■ THE DATA
■ ■ ■
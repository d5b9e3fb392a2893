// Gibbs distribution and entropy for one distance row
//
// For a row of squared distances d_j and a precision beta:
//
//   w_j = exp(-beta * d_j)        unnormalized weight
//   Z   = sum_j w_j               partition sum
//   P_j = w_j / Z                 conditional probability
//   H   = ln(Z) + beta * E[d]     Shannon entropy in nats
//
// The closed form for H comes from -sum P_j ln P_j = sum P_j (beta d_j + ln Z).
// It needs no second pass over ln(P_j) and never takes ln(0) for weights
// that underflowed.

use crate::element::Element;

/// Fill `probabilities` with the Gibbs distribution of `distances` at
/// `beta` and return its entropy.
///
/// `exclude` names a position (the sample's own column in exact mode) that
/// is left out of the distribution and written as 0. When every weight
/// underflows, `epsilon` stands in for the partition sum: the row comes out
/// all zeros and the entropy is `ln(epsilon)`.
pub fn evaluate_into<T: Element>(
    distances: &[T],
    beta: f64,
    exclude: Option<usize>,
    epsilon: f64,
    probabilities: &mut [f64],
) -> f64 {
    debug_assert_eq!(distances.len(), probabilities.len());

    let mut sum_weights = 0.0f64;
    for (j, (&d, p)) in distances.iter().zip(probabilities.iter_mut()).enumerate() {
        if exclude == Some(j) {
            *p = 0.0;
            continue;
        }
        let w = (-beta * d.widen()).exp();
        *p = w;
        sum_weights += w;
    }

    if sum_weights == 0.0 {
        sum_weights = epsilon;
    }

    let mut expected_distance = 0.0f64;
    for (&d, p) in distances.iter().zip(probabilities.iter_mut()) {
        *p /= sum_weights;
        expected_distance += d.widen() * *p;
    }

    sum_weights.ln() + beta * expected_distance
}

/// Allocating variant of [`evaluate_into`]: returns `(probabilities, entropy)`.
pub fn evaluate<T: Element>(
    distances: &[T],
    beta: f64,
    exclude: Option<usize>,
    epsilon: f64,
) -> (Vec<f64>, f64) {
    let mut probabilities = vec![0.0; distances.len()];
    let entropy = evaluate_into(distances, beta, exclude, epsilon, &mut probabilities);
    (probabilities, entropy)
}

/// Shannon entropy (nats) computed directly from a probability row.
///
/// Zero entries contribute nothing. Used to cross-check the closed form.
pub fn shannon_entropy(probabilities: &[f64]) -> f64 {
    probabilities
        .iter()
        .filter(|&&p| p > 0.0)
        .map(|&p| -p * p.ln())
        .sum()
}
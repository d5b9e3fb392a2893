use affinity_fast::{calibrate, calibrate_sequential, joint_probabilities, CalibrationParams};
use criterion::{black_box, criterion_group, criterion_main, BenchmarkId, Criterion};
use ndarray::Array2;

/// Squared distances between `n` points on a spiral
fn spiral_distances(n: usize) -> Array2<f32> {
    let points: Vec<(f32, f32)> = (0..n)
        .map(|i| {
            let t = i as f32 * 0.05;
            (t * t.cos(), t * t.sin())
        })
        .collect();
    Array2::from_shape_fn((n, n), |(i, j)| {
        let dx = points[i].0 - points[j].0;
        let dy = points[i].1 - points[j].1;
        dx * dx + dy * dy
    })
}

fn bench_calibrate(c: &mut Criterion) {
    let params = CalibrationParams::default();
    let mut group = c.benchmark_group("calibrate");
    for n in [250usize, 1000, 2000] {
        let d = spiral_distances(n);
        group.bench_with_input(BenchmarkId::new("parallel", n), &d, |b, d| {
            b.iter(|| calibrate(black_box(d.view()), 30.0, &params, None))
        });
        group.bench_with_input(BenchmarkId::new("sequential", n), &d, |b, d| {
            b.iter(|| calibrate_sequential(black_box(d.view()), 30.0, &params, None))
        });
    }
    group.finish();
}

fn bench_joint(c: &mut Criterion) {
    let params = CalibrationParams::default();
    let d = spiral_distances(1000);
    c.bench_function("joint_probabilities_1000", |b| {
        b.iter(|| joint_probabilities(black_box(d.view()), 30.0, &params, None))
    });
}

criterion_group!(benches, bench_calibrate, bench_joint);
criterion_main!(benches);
■ ■ ■
■ WORK TO BE COMPLETED
Once you have read the entries, repeat them all exactly.

■ EXPECTED OUTPUT
repository d5b9e3fb392a2893
// Gibbs distribution and entropy for one distance row
//
// For a row of squared distances d_j and a precision beta:
//
//   w_j = exp(-beta * d_j)        unnormalized weight
//   Z   = sum_j w_j               partition sum
//   P_j = w_j / Z                 conditional probability
//   H   = ln(Z) + beta * E[d]     Shannon entropy in nats
//
// The closed form for H comes from -sum P_j ln P_j = sum P_j (beta d_j + ln Z).
// It needs no second pass over ln(P_j) and never takes ln(0) for weights
// that underflowed.

use crate::element::Element;

/// Fill `probabilities` with the Gibbs distribution of `distances` at
/// `beta` and return its entropy.
///
/// `exclude` names a position (the sample's own column in exact mode) that
/// is left out of the distribution and written as 0. When every weight
/// underflows, `epsilon` stands in for the partition sum: the row comes out
/// all zeros and the entropy is `ln(epsilon)`.
pub fn evaluate_into<T: Element>(
    distances: &[T],
    beta: f64,
    exclude: Option<usize>,
    epsilon: f64,
    probabilities: &mut [f64],
) -> f64 {
    debug_assert_eq!(distances.len(), probabilities.len());

    let mut sum_weights = 0.0f64;
    for (j, (&d, p)) in distances.iter().zip(probabilities.iter_mut()).enumerate() {
        if exclude == Some(j) {
            *p = 0.0;
            continue;
        }
        let w = (-beta * d.widen()).exp();
        *p = w;
        sum_weights += w;
    }

    if sum_weights == 0.0 {
        sum_weights = epsilon;
    }

    let mut expected_distance = 0.0f64;
    for (&d, p) in distances.iter().zip(probabilities.iter_mut()) {
        *p /= sum_weights;
        expected_distance += d.widen() * *p;
    }

    sum_weights.ln() + beta * expected_distance
}

/// Allocating variant of [`evaluate_into`]: returns `(probabilities, entropy)`.
pub fn evaluate<T: Element>(
    distances: &[T],
    beta: f64,
    exclude: Option<usize>,
    epsilon: f64,
) -> (Vec<f64>, f64) {
    let mut probabilities = vec![0.0; distances.len()];
    let entropy = evaluate_into(distances, beta, exclude, epsilon, &mut probabilities);
    (probabilities, entropy)
}

/// Shannon entropy (nats) computed directly from a probability row.
///
/// Zero entries contribute nothing. Used to cross-check the closed form.
pub fn shannon_entropy(probabilities: &[f64]) -> f64 {
    probabilities
        .iter()
        .filter(|&&p| p > 0.0)
        .map(|&p| -p * p.ln())
        .sum()
}
repository d5b9e3fb392a2893
use affinity_fast::{calibrate, calibrate_sequential, joint_probabilities, CalibrationParams};
use criterion::{black_box, criterion_group, criterion_main, BenchmarkId, Criterion};
use ndarray::Array2;

/// Squared distances between `n` points on a spiral
fn spiral_distances(n: usize) -> Array2<f32> {
    let points: Vec<(f32, f32)> = (0..n)
        .map(|i| {
            let t = i as f32 * 0.05;
            (t * t.cos(), t * t.sin())
        })
        .collect();
    Array2::from_shape_fn((n, n), |(i, j)| {
        let dx = points[i].0 - points[j].0;
        let dy = points[i].1 - points[j].1;
        dx * dx + dy * dy
    })
}

fn bench_calibrate(c: &mut Criterion) {
    let params = CalibrationParams::default();
    let mut group = c.benchmark_group("calibrate");
    for n in [250usize, 1000, 2000] {
        let d = spiral_distances(n);
        group.bench_with_input(BenchmarkId::new("parallel", n), &d, |b, d| {
            b.iter(|| calibrate(black_box(d.view()), 30.0, &params, None))
        });
        group.bench_with_input(BenchmarkId::new("sequential", n), &d, |b, d| {
            b.iter(|| calibrate_sequential(black_box(d.view()), 30.0, &params, None))
        });
    }
    group.finish();
}

fn bench_joint(c: &mut Criterion) {
    let params = CalibrationParams::default();
    let d = spiral_distances(1000);
    c.bench_function("joint_probabilities_1000", |b| {
        b.iter(|| joint_probabilities(black_box(d.view()), 30.0, &params, None))
    });
}

criterion_group!(benches, bench_calibrate, bench_joint);
criterion_main!(benches);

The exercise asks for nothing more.